I work for an oon MD. Over the years OON reimbursement has changed dramatically. Not only are deductibles and coinsurance higher but most plans now utilize different fee schedules to determine OON allowance. For instance you can have Patient A with Cigna that uses Fair Health 80% and Patient B with Cigna that uses Medicare rate X 140%.
Now because the # of patients like Patient B have rapidly increased with plans like Oxford, Cigna, UHC etc all having Medicare Rate based plans our practice has been steadily loosing patients because people cant afford to pay the balance billing.

So we are trying to brainstorm ways to keep patients but also be compliant. We also have angry patients who had surgery with us years before and now insurance is different and responsibility is much higher as new plan is MNRP.

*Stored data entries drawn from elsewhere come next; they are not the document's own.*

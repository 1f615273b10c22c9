//! Integration tests for the TSPlayer playback core
//!
//! These tests drive whole sessions through the public API:
//! - Prepare, playback, completion and replay with the stock overlays
//! - The mobile network gate and its confirmation
//! - Gesture seeking
//! - Resume points through the progress store

use anyhow::{anyhow, Result};
use mockall::mock;
use std::sync::Arc;
use std::time::Duration;
use tsplayer::components::{
    CompleteView, ErrorView, GestureIcon, GestureView, PrepareView, StandardControlView, TitleView,
    VodControlView,
};
use tsplayer::decoder::{
    DecoderEvent, SimulatedDecoderFactory, MEDIA_INFO_BUFFERING_END, MEDIA_INFO_BUFFERING_START,
    MEDIA_INFO_RENDERING_START,
};
use tsplayer::player::{JsonProgressManager, ProgressManager};
use tsplayer::testing::{DecoderCall, RecordingAudioManager, RecordingPlatform};
use tsplayer::utils::{Clock, SystemClock};
use tsplayer::window::TouchAction;
use tsplayer::{MediaPlayerControl, PlayState, PlayerState, VideoViewBuilder};
use tsplayer_integration_tests::{Session, CLIP_URL};

mock! {
    pub Progress {}

    impl ProgressManager for Progress {
        fn saved_progress<'a>(&self, key: Option<&'a str>) -> u64;
        fn save_progress<'a>(&self, key: Option<&'a str>, position_ms: u64);
    }
}

#[test]
fn test_full_session_with_stock_overlays() -> Result<()> {
    let mut s = Session::new()?;
    let ids = s.ids;

    s.view.set_url(CLIP_URL);
    s.view.start();
    assert_eq!(s.view.play_state(), PlayState::Preparing);
    let prepare = s.view.component::<PrepareView>(ids.prepare).ok_or_else(|| anyhow!("no prepare view"))?;
    assert!(prepare.is_loading());
    assert!(!prepare.is_start_button_visible());

    s.emit(DecoderEvent::Prepared);
    s.emit(DecoderEvent::Info {
        what: MEDIA_INFO_RENDERING_START,
        extra: 0,
    });
    assert_eq!(s.view.play_state(), PlayState::Playing);
    assert!(s.view.is_keep_screen_on());
    assert!(s.view.component::<PrepareView>(ids.prepare).is_some_and(|p| !p.is_visible()));

    // Progress polling lands on the next whole second
    s.decoders.set_position(30_000);
    s.decoders.set_buffered(50);
    s.advance(1_000);
    let bar = s.view.component::<VodControlView>(ids.control).ok_or_else(|| anyhow!("no control bar"))?;
    assert!(bar.is_visible());
    assert!(bar.is_play_selected());
    assert_eq!(bar.current_time(), "00:30");
    assert_eq!(bar.total_time(), "10:00");
    assert_eq!(bar.progress(), 50);
    assert_eq!(bar.secondary_progress(), 500);

    s.view.pause();
    assert_eq!(s.view.play_state(), PlayState::Paused);
    assert!(s.view.component::<VodControlView>(ids.control).is_some_and(|b| !b.is_play_selected()));
    s.view.resume();
    assert_eq!(s.view.play_state(), PlayState::Playing);

    s.emit(DecoderEvent::Completion);
    assert_eq!(s.view.play_state(), PlayState::PlaybackCompleted);
    assert!(!s.view.is_keep_screen_on());
    assert!(s.view.component::<CompleteView>(ids.complete).is_some_and(|c| c.is_visible()));
    assert!(s.view.component::<VodControlView>(ids.control).is_some_and(|b| b.progress() == 0));

    s.view
        .component_mut::<CompleteView>(ids.complete)
        .ok_or_else(|| anyhow!("no complete view"))?
        .replay();
    s.view.dispatch_pending();
    assert_eq!(s.view.play_state(), PlayState::Preparing);
    assert_eq!(s.decoders.created(), 1);
    let calls = s.decoders.calls_of(0);
    assert!(calls.contains(&DecoderCall::Reset));
    assert_eq!(calls.iter().filter(|c| **c == DecoderCall::PrepareAsync).count(), 2);

    s.view.release();
    assert_eq!(s.view.play_state(), PlayState::Idle);
    assert!(s.view.wait_for_releases(Duration::from_secs(2)));
    assert!(s.decoders.calls_of(0).contains(&DecoderCall::Release));
    assert!(s.sinks.last().is_some_and(|sink| sink.released));
    Ok(())
}

#[test]
fn test_mobile_network_needs_confirmation() -> Result<()> {
    let mut s = Session::on_mobile_network()?;
    let ids = s.ids;

    s.view.set_url(CLIP_URL);
    s.view.start();
    assert_eq!(s.view.play_state(), PlayState::StartAbort);
    assert_eq!(s.decoders.created(), 0);
    assert!(s.view.component::<PrepareView>(ids.prepare).is_some_and(|p| p.is_net_warning_visible()));

    s.view
        .component_mut::<PrepareView>(ids.prepare)
        .ok_or_else(|| anyhow!("no prepare view"))?
        .confirm_mobile_playback();
    s.view.dispatch_pending();

    assert!(s.view.policy().play_on_mobile_network());
    assert_eq!(s.view.play_state(), PlayState::Preparing);
    assert_eq!(s.decoders.created(), 1);
    assert!(s.view.component::<PrepareView>(ids.prepare).is_some_and(|p| !p.is_net_warning_visible()));

    // Later sessions on the same policy start right away
    s.view.release();
    s.view.start();
    assert_eq!(s.view.play_state(), PlayState::Preparing);
    Ok(())
}

#[test]
fn test_horizontal_drag_previews_then_seeks() -> Result<()> {
    let mut s = Session::new()?;
    let ids = s.ids;
    s.play_clip()?;
    s.decoders.set_position(60_000);
    s.advance(16);

    s.touch(TouchAction::Down, 500.0, 1000.0);
    s.clock.advance(16);
    s.touch(TouchAction::Move, 400.0, 1000.0);

    let gesture = s.view.component::<GestureView>(ids.gesture).ok_or_else(|| anyhow!("no gesture view"))?;
    assert!(gesture.is_center_visible());
    assert_eq!(gesture.icon(), Some(GestureIcon::FastRewind));
    assert_eq!(gesture.text(), "00:48/10:00");
    assert!(s.decoders.seeks().is_empty());

    s.clock.advance(16);
    s.touch(TouchAction::Up, 400.0, 1000.0);
    assert_eq!(s.decoders.seeks(), vec![48_000]);
    assert!(s.view.component::<GestureView>(ids.gesture).is_some_and(|g| !g.is_center_visible()));
    Ok(())
}

#[test]
fn test_vertical_drag_on_right_raises_volume() -> Result<()> {
    let mut s = Session::new()?;
    s.play_clip()?;

    s.drag((800.0, 1500.0), &[(800.0, 1400.0), (800.0, 1000.0)]);

    let gesture = s.view.component::<GestureView>(s.ids.gesture).ok_or_else(|| anyhow!("no gesture view"))?;
    assert_eq!(gesture.icon(), Some(GestureIcon::VolumeUp));
    assert_eq!(gesture.percent(), 50);
    assert!(s.decoders.seeks().is_empty());
    Ok(())
}

#[test]
fn test_error_then_retry_prepares_again() -> Result<()> {
    let mut s = Session::new()?;
    let ids = s.ids;
    s.play_clip()?;

    s.emit(DecoderEvent::Error { what: 1, extra: -1004 });
    assert_eq!(s.view.play_state(), PlayState::Error);
    assert!(s.view.component::<ErrorView>(ids.error).is_some_and(|e| e.is_visible()));

    s.view
        .component_mut::<ErrorView>(ids.error)
        .ok_or_else(|| anyhow!("no error view"))?
        .retry();
    s.view.dispatch_pending();
    assert_eq!(s.view.play_state(), PlayState::Preparing);
    Ok(())
}

#[test]
fn test_buffering_round_trip() -> Result<()> {
    let mut s = Session::new()?;
    s.play_clip()?;

    s.emit(DecoderEvent::Info { what: MEDIA_INFO_BUFFERING_START, extra: 0 });
    assert_eq!(s.view.play_state(), PlayState::Buffering);
    s.emit(DecoderEvent::Info { what: MEDIA_INFO_BUFFERING_END, extra: 0 });
    assert_eq!(s.view.play_state(), PlayState::Playing);
    assert!(s.view.is_keep_screen_on());
    Ok(())
}

#[test]
fn test_full_screen_round_trip_through_overlays() -> Result<()> {
    let mut s = Session::new()?;
    let ids = s.ids;
    s.play_clip()?;

    s.view.start_full_screen();
    assert_eq!(s.view.player_state(), PlayerState::FullScreen);
    assert!(!s.platform.system_bars_visible());
    assert!(s.view.component::<VodControlView>(ids.control).is_some_and(|b| b.is_full_screen_selected()));

    assert!(s.view.on_back_pressed());
    assert_eq!(s.view.player_state(), PlayerState::Normal);
    assert!(s.platform.system_bars_visible());
    Ok(())
}

#[test]
fn test_lock_button_holds_full_screen() -> Result<()> {
    let mut s = Session::new()?;
    let ids = s.ids;
    s.play_clip()?;
    s.view.start_full_screen();

    s.view
        .component_mut::<StandardControlView>(ids.standard)
        .ok_or_else(|| anyhow!("no lock button"))?
        .toggle_lock();
    s.view.dispatch_pending();
    assert!(s.view.component::<StandardControlView>(ids.standard).is_some_and(|c| c.is_lock_selected()));

    // Locked: back only brings the controls up, and only the lock button shows
    assert!(s.view.on_back_pressed());
    assert_eq!(s.view.player_state(), PlayerState::FullScreen);
    assert!(s.view.component::<StandardControlView>(ids.standard).is_some_and(|c| c.is_lock_visible()));
    assert!(s.view.component::<TitleView>(ids.title).is_some_and(|t| !t.is_visible()));

    s.view
        .component_mut::<StandardControlView>(ids.standard)
        .ok_or_else(|| anyhow!("no lock button"))?
        .toggle_lock();
    s.view.dispatch_pending();
    assert!(s.view.component::<StandardControlView>(ids.standard).is_some_and(|c| !c.is_lock_selected()));

    assert!(s.view.on_back_pressed());
    assert_eq!(s.view.player_state(), PlayerState::Normal);
    assert!(s.view.component::<StandardControlView>(ids.standard).is_some_and(|c| !c.is_lock_visible()));
    Ok(())
}

#[test]
fn test_spinner_follows_buffering() -> Result<()> {
    let mut s = Session::new()?;
    let ids = s.ids;
    s.view.set_url(CLIP_URL);
    s.view.start();
    assert!(s.view.component::<StandardControlView>(ids.standard).is_some_and(|c| c.is_loading_visible()));

    s.emit(DecoderEvent::Prepared);
    s.emit(DecoderEvent::Info { what: MEDIA_INFO_RENDERING_START, extra: 0 });
    assert!(s.view.component::<StandardControlView>(ids.standard).is_some_and(|c| !c.is_loading_visible()));

    s.emit(DecoderEvent::Info { what: MEDIA_INFO_BUFFERING_START, extra: 0 });
    assert!(s.view.component::<StandardControlView>(ids.standard).is_some_and(|c| c.is_loading_visible()));
    s.emit(DecoderEvent::Info { what: MEDIA_INFO_BUFFERING_END, extra: 0 });
    assert!(s.view.component::<StandardControlView>(ids.standard).is_some_and(|c| !c.is_loading_visible()));
    Ok(())
}

#[test]
fn test_resume_point_from_mock_store() -> Result<()> {
    let mut progress = MockProgress::new();
    progress
        .expect_saved_progress()
        .withf(|key| *key == Some(CLIP_URL))
        .times(1)
        .returning(|_| 30_000);
    progress
        .expect_save_progress()
        .withf(|key, position| *key == Some(CLIP_URL) && *position == 45_000)
        .times(1)
        .return_const(());

    let mut s = Session::with_progress(Arc::new(progress))?;
    s.play_clip()?;
    assert_eq!(s.decoders.seeks(), vec![30_000]);

    s.decoders.set_position(45_000);
    s.view.release();
    assert_eq!(s.view.play_state(), PlayState::Idle);
    Ok(())
}

#[test]
fn test_json_store_survives_views() -> Result<()> {
    let dir = tempfile::tempdir()?;
    let path = dir.path().join("progress.json");

    let mut first = Session::with_progress(Arc::new(JsonProgressManager::open(&path)?))?;
    first.play_clip()?;
    first.decoders.set_position(42_000);
    first.view.release();
    assert!(path.exists());

    let mut second = Session::with_progress(Arc::new(JsonProgressManager::open(&path)?))?;
    second.play_clip()?;
    assert_eq!(second.decoders.seeks(), vec![42_000]);

    second.emit(DecoderEvent::Completion);
    let reopened = JsonProgressManager::open(&path)?;
    assert_eq!(reopened.saved_progress(Some(CLIP_URL)), 0);
    Ok(())
}

#[tokio::test]
async fn test_simulated_session_runs_to_completion() -> Result<()> {
    let clock: Arc<dyn Clock> = Arc::new(SystemClock::new());
    let decoders = SimulatedDecoderFactory::new(clock.clone(), 300).with_video_size(640, 360);
    let mut view = VideoViewBuilder::new(
        Arc::new(RecordingPlatform::new(1080, 1920)),
        Arc::new(RecordingAudioManager::new(15)),
    )
    .with_decoder_factory(Arc::new(decoders))
    .with_clock(clock)
    .build()?;

    view.set_url("file:///media/short.mp4");
    view.start();

    let finished = tokio::time::timeout(Duration::from_secs(5), async {
        let mut ticker = tokio::time::interval(Duration::from_millis(10));
        loop {
            ticker.tick().await;
            view.tick_now();
            if view.play_state() == PlayState::PlaybackCompleted {
                break;
            }
        }
    })
    .await;
    assert!(finished.is_ok(), "session stuck in {:?}", view.play_state());
    assert_eq!(view.video_size(), (640, 360));

    view.release();
    assert!(view.wait_for_releases(Duration::from_secs(2)));
    Ok(())
}
//! Tap and scroll recognition
//!
//! Turns raw touch samples into taps, double taps and scrolls. A single
//! tap is only confirmed once the double-tap window has passed without a
//! second press, so confirmation is driven by `poll`.

use super::{TouchAction, TouchEvent};
use crate::utils::timer::TimerSlot;

/// Window for a second press to count as a double tap
pub const DOUBLE_TAP_TIMEOUT_MS: u64 = 300;

/// Recognized gestures
#[derive(Debug, Clone, Copy, PartialEq)]
pub enum Gesture {
    /// A new touch sequence started
    Down(TouchEvent),
    /// Finger moved; distances are from the previous sample, previous minus current
    Scroll {
        down: TouchEvent,
        current: TouchEvent,
        distance_x: f32,
        distance_y: f32,
    },
    SingleTapConfirmed(TouchEvent),
    DoubleTap(TouchEvent),
    /// Sequence ended normally
    Up(TouchEvent),
    /// Sequence was taken away
    Cancel(TouchEvent),
}

/// Handler for touch sequences
#[derive(Debug, Clone)]
pub struct GestureDetector {
    touch_slop: f32,
    double_tap_slop: f32,

    /// Press that started the current sequence
    down: Option<TouchEvent>,
    last_x: f32,
    last_y: f32,
    in_tap_region: bool,
    double_tapping: bool,

    /// First tap of a possible double tap
    previous_down: Option<TouchEvent>,
    previous_up: Option<TouchEvent>,
    previous_was_tap: bool,

    tap_timer: TimerSlot,
    defer_confirm: bool,
}

impl GestureDetector {
    /// Create a detector
    ///
    /// # Arguments
    ///
    /// * `touch_slop` - Movement in pixels before a press becomes a scroll
    /// * `double_tap_slop` - Max distance in pixels between the two presses of a double tap
    pub fn new(touch_slop: f32, double_tap_slop: f32) -> Self {
        Self {
            touch_slop,
            double_tap_slop,
            down: None,
            last_x: 0.0,
            last_y: 0.0,
            in_tap_region: false,
            double_tapping: false,
            previous_down: None,
            previous_up: None,
            previous_was_tap: false,
            tap_timer: TimerSlot::new(),
            defer_confirm: false,
        }
    }

    /// Deadline of the pending single-tap confirmation
    pub fn next_deadline(&self) -> Option<u64> {
        self.tap_timer.deadline()
    }

    pub fn on_touch(&mut self, event: TouchEvent) -> Vec<Gesture> {
        match event.action {
            TouchAction::Down => self.on_down(event),
            TouchAction::Move => self.on_move(event),
            TouchAction::Up => self.on_up(event),
            TouchAction::Cancel => self.on_cancel(event),
        }
    }

    /// Confirm a single tap once the double-tap window has closed
    pub fn poll(&mut self, now: u64) -> Option<Gesture> {
        if !self.tap_timer.take_due(now) {
            return None;
        }
        if self.down.is_some() {
            // Finger still down, confirm on release
            self.defer_confirm = true;
            return None;
        }
        self.previous_down.map(Gesture::SingleTapConfirmed)
    }

    fn on_down(&mut self, event: TouchEvent) -> Vec<Gesture> {
        let mut gestures = Vec::new();

        let had_pending_tap = self.tap_timer.is_armed();
        self.tap_timer.cancel();

        if had_pending_tap && self.is_double_tap(&event) {
            self.double_tapping = true;
            if let Some(first) = self.previous_down {
                gestures.push(Gesture::DoubleTap(first));
            }
        } else {
            self.tap_timer.arm(event.time_ms, DOUBLE_TAP_TIMEOUT_MS);
        }

        self.down = Some(event);
        self.previous_down = if self.double_tapping { self.previous_down } else { Some(event) };
        self.last_x = event.x;
        self.last_y = event.y;
        self.in_tap_region = true;
        self.defer_confirm = false;

        gestures.push(Gesture::Down(event));
        gestures
    }

    fn on_move(&mut self, event: TouchEvent) -> Vec<Gesture> {
        let Some(down) = self.down else {
            return Vec::new();
        };
        if self.double_tapping {
            return Vec::new();
        }

        let distance_x = self.last_x - event.x;
        let distance_y = self.last_y - event.y;

        if self.in_tap_region {
            let dx = event.x - down.x;
            let dy = event.y - down.y;
            if dx * dx + dy * dy <= self.touch_slop * self.touch_slop {
                return Vec::new();
            }
            self.in_tap_region = false;
            self.tap_timer.cancel();
        } else if distance_x.abs() < 1.0 && distance_y.abs() < 1.0 {
            return Vec::new();
        }

        self.last_x = event.x;
        self.last_y = event.y;
        vec![Gesture::Scroll {
            down,
            current: event,
            distance_x,
            distance_y,
        }]
    }

    fn on_up(&mut self, event: TouchEvent) -> Vec<Gesture> {
        let mut gestures = Vec::new();
        let was_tap = self.in_tap_region && !self.double_tapping;

        if self.defer_confirm && was_tap {
            if let Some(down) = self.down {
                gestures.push(Gesture::SingleTapConfirmed(down));
            }
        }

        self.previous_up = Some(event);
        self.previous_was_tap = was_tap;
        self.reset_sequence();

        gestures.push(Gesture::Up(event));
        gestures
    }

    fn on_cancel(&mut self, event: TouchEvent) -> Vec<Gesture> {
        self.tap_timer.cancel();
        self.previous_down = None;
        self.previous_up = None;
        self.previous_was_tap = false;
        self.reset_sequence();
        vec![Gesture::Cancel(event)]
    }

    fn reset_sequence(&mut self) {
        self.down = None;
        self.in_tap_region = false;
        self.double_tapping = false;
        self.defer_confirm = false;
    }

    fn is_double_tap(&self, second: &TouchEvent) -> bool {
        let (Some(first), Some(up)) = (self.previous_down, self.previous_up) else {
            return false;
        };
        if !self.previous_was_tap {
            return false;
        }
        if second.time_ms.saturating_sub(up.time_ms) > DOUBLE_TAP_TIMEOUT_MS {
            return false;
        }
        let dx = first.x - second.x;
        let dy = first.y - second.y;
        dx * dx + dy * dy < self.double_tap_slop * self.double_tap_slop
    }
}
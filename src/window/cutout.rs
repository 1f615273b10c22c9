//! Display cutout detection
//!
//! Newer platforms report cutout rectangles directly. Older ones only
//! expose vendor-specific hints, probed through a table keyed by
//! manufacturer. Unknown vendors have no cutout.

use std::collections::HashMap;

/// First API level that reports cutout rectangles
pub const CUTOUT_API_LEVEL: u32 = 28;

const OPPO_CUTOUT_FEATURE: &str = "com.oppo.feature.screen.heteromorphism";
const VIVO_CUTOUT_FLAG: u32 = 0x20;
const XIAOMI_NOTCH_PROPERTY: &str = "ro.miui.notch";

/// Layout behaviour around a cutout
#[derive(Debug, Clone, Copy, PartialEq, Eq)]
pub enum CutoutMode {
    /// Keep content out of the cutout area
    Default,
    /// Extend content into the cutout on the short edges
    ShortEdges,
}

/// What the platform knows about the device
#[derive(Debug, Clone, Default, PartialEq)]
pub struct DeviceInfo {
    pub manufacturer: String,
    pub api_level: u32,
    /// Bounding rectangles reported for the display cutout
    pub cutout_rects: usize,
    /// Answer of the vendor's own notch query, when it has one
    pub vendor_notch_query: Option<bool>,
    pub system_features: Vec<String>,
    pub system_properties: HashMap<String, String>,
    /// Vendor feature bitmask
    pub feature_flags: u32,
}

type CutoutProbe = fn(&DeviceInfo) -> bool;

const VENDOR_PROBES: &[(&str, CutoutProbe)] = &[
    ("huawei", huawei),
    ("oppo", oppo),
    ("vivo", vivo),
    ("xiaomi", xiaomi),
];

fn huawei(info: &DeviceInfo) -> bool {
    info.vendor_notch_query.unwrap_or(false)
}

fn oppo(info: &DeviceInfo) -> bool {
    info.system_features.iter().any(|f| f == OPPO_CUTOUT_FEATURE)
}

fn vivo(info: &DeviceInfo) -> bool {
    info.feature_flags & VIVO_CUTOUT_FLAG != 0
}

fn xiaomi(info: &DeviceInfo) -> bool {
    info.system_properties
        .get(XIAOMI_NOTCH_PROPERTY)
        .map(|v| v.trim() == "1")
        .unwrap_or(false)
}

/// Whether the display has a cutout the layout must avoid
pub fn has_cutout(info: &DeviceInfo) -> bool {
    if info.api_level >= CUTOUT_API_LEVEL {
        return info.cutout_rects > 0;
    }

    VENDOR_PROBES
        .iter()
        .find(|(vendor, _)| info.manufacturer.eq_ignore_ascii_case(vendor))
        .map(|(_, probe)| probe(info))
        .unwrap_or(false)
}

/// Cutout mode to request for the adapt flag
pub fn cutout_mode(adapt: bool) -> CutoutMode {
    if adapt {
        CutoutMode::ShortEdges
    } else {
        CutoutMode::Default
    }
}

#[cfg(test)]
mod tests {
    use super::*;

    fn legacy(manufacturer: &str) -> DeviceInfo {
        DeviceInfo {
            manufacturer: manufacturer.to_string(),
            api_level: 26,
            ..Default::default()
        }
    }

    #[test]
    fn test_modern_devices_use_reported_rects() {
        let mut info = DeviceInfo {
            manufacturer: "xiaomi".to_string(),
            api_level: 30,
            ..Default::default()
        };
        info.system_properties.insert(XIAOMI_NOTCH_PROPERTY.to_string(), "1".to_string());
        assert!(!has_cutout(&info));

        info.cutout_rects = 1;
        assert!(has_cutout(&info));
    }

    #[test]
    fn test_vendor_probes() {
        let mut huawei = legacy("HUAWEI");
        huawei.vendor_notch_query = Some(true);
        assert!(has_cutout(&huawei));

        let mut oppo = legacy("OPPO");
        oppo.system_features.push(OPPO_CUTOUT_FEATURE.to_string());
        assert!(has_cutout(&oppo));

        let mut vivo = legacy("vivo");
        vivo.feature_flags = 0x20;
        assert!(has_cutout(&vivo));

        let mut xiaomi = legacy("Xiaomi");
        xiaomi.system_properties.insert(XIAOMI_NOTCH_PROPERTY.to_string(), "0".to_string());
        assert!(!has_cutout(&xiaomi));
    }

    #[test]
    fn test_unknown_vendor_has_no_cutout() {
        let mut info = legacy("acme");
        info.vendor_notch_query = Some(true);
        info.feature_flags = 0xff;
        assert!(!has_cutout(&info));
    }
}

Going in network is not a consideration at this point because there are still some OON plans that utilize Fair Health schedules

I have been told by legal that as long as an insurance doesn't base their allowance on our billed charge (ie a % of our billed amount) we are not obligated to charge them above the insurance allowance. We would ofcourse be charging them the deductible/coinsurance based on the insurance but do not necessarily have to bill past the insurance allowed.

Now if we do this as a rule (meaning regardless of whether its an MNRP plan or RNC plan) and provide notice to insurance company (like in box 19 of claims) would this be ok or would this be a compliance issue.
Many laws are state specific

So, you would be billing patient for insurance applied deductible and/or co-insurance, just not balance billing if I read your question correctly. AND indicating to the carrier that you would accept their R&C amounts.

Our legal advice determined that our original interpretation that NY law permits, but does not require balance billing for out of network providers was correct. However, 1 specific insurance carrier disagreed with that and after a very intense audit, determined that by not balance billing, providers are, over time, inflating what the R&C amounts are. This dragged out over 2 years, and the insurance never saw the interpretation of the law the way we did.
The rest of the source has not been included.